You know how big Halo is today? About 15 years ago, Street Fighter II was arguably bigger. Obviously the console versions were selling millions of copies each year, but the real impact was cultural – every arcade, pizza place, bowling alley, mini golf course and amusement park had at least one (if not more) units raking in fistfuls of quarters. A movie was fast tracked into production, several cartoons sprouted up, plus toys, spin-offs and a burgeoning tournament scene cemented Street Fighter as a genuine phenomenon. Sadly, by 2000, American arcades were gone, and this once unchallenged series faded from the spotlight.
Above: Until this year, that is
After years of vague sequels aimed at diehard fans, Capcom delivered a true follow-up that recaptured the fun and accessibility of Street Fighter II while simultaneously reigniting the tournament crowd (and fighting genre) to new levels of popularity. The buzz was strong, the press reviews were near perfect and the community was flooded with gamers who all remembered the joy of interrupting an uppercut into a dragon punch.
Above: If there’s a tourney near you, do yourself a favor and GO
Simply put, this level of resurgence rarely happens in any medium, and no one could have predicted such an astronomical recovery. Capcom hired the right mix of technical expertise and community-minded planners to pull this franchise back from the brink, and we’re immeasurably pleased with the results.
It’s rare when years of unrequited devotion return to love you back, but Punch-Out!! managed just that. It was a beautiful update, but more importantly it proved that our fond memories of acting out the sweetest science with a bare minimum of buttons didn’t require a rose-tinted interface. Knock your mom off that Balance Board and give it a whirl.

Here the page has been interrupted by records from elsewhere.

use std::path::PathBuf;

/// Application-level constants
pub const APP_NAME: &str = "Vitalog";
pub const APP_VERSION: &str = env!("CARGO_PKG_VERSION");

/// Default tracing filter when RUST_LOG is not set
pub fn default_log_filter() -> String {
    "info,vitalog=debug".to_string()
}

/// Get the application data directory
pub fn app_data_dir() -> PathBuf {
    dirs::data_dir()
        .unwrap_or_else(|| PathBuf::from("."))
        .join("vitalog")
}

/// Path of the application database
pub fn database_path() -> PathBuf {
    app_data_dir().join("vitalog.db")
}

/// Where the AI providers live and which models to call.
///
/// One value type covers both provider calls: the vision model transcribes
/// lab photos, the analysis model interprets confirmed biomarker lines.
#[derive(Debug, Clone)]
pub struct AiConfig {
    pub base_url: String,
    pub vision_model: String,
    pub analysis_model: String,
    /// Bounded timeout applied to every provider call.
    pub timeout_secs: u64,
}

impl AiConfig {
    /// Local Ollama instance with a 5-minute call timeout.
    pub fn default_local() -> Self {
        Self {
            base_url: "http://localhost:11434".to_string(),
            vision_model: "llava:13b".to_string(),
            analysis_model: "medgemma:4b".to_string(),
            timeout_secs: 300,
        }
    }
}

Anyone that decided to pass on Episodes from Liberty City's hard-hitting one-two of bad-tempered biker violence and well-groomed neon anarchy seriously missed out on some of the most fun to be had in 2009. Any Grand Theft Auto fatigue we may have been feeling post-GTA IV swiftly evaporated as both stories - Lost and Damned and Ballad of Gay Tony - effortlessly sucked us back in for more chaos and mayhem in Liberty City.
That Rockstar can *still* keep us completely hooked using the same basic sandbox shooting/driving template as first seen in GTA III eight years ago is testament to the developer's amazing creative talent. For our money, Ballad of Gay Tony actually marks itself out as being one of the highpoints of the entire series, with some of the best, most enjoyable, most outrageous, most shocking moments we've ever had the pleasure of playing. On this evidence, the phrase 'too much of a good thing' really does not apply.

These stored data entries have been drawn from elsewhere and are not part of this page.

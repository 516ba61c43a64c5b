use chrono::{DateTime, Utc};
use serde::{Deserialize, Serialize};
use uuid::Uuid;

use super::enums::{AnalysisStatus, MarkerCategory, MarkerStatus};

/// One ingestion event for a user: a lab-report photo or a pasted text,
/// plus the eventual AI-derived results.
#[derive(Debug, Clone, Serialize, Deserialize)]
pub struct BloodAnalysis {
    pub id: Uuid,
    pub user_id: String,
    pub status: AnalysisStatus,
    pub image_path: Option<String>,
    pub analysis_date: DateTime<Utc>,
    pub analyzed_at: Option<DateTime<Utc>>,
    pub results: Option<AnalysisResults>,
}

impl BloodAnalysis {
    /// Fresh `pending` analysis for a user. `image_path` is set later if a
    /// photo was supplied.
    pub fn new(user_id: &str) -> Self {
        Self {
            id: Uuid::new_v4(),
            user_id: user_id.to_string(),
            status: AnalysisStatus::Pending,
            image_path: None,
            analysis_date: Utc::now(),
            analyzed_at: None,
            results: None,
        }
    }
}

/// Structured payload attached to an analysis once the AI step completes.
#[derive(Debug, Clone, Serialize, Deserialize, Default)]
pub struct AnalysisResults {
    pub summary: String,
    pub markers: Vec<AnalyzedMarker>,
    pub recommendations: Vec<String>,
}

/// One marker as interpreted by the analysis model.
#[derive(Debug, Clone, Serialize, Deserialize)]
pub struct AnalyzedMarker {
    pub name: String,
    pub value: String,
    pub unit: String,
    pub reference_range: Option<String>,
    pub status: MarkerStatus,
    pub category: MarkerCategory,
}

The lombax and his metal sidekick used to be a big deal for PlayStation. But now... not so much. Which is criminal, because while the formula is certainly well worn, it's been a while since we had quite this much fun traversing the galaxy hoovering up bolts.
While some games are happy to use one trick as its main gimmick (like the physics destruction of FlatOut), DiRT 2 uses it more subtly, in a real-life context. If you hit a tyre wall, it comes apart. It doesn't fill the screen with tyres and cover the track – real life doesn't work like that. It's the subtlety that wins it. Not so subtle: our gushing Super Review that awarded the game a 9/10. Check it.
Incredibly, there's something breathtaking everywhere you look. We can't think of one bit that's merely average. Water reflects sun, scenery and cars, while it ripples in 3D. Stone breaks when you hit it, grass flattens under your wheels, squishy tires react to pressure. Telegraph poles can be knocked over, their cables coming down to and reacting to your car as you brush them. Wing mirrors continue to reflect the scenery as they fly through the air after a particularly massive crash. In short, it's amazing.
From the 3D recreation of the famous Cavern Club to the psychedelic scenes of the intro sequence, it's simply perfect. Even the Fab Four's facial hair is chronologically accurate. Good job, as Beatles fans are probably the second-most hawk-eyed scrutinizers of their subject in the world. Right after game fans.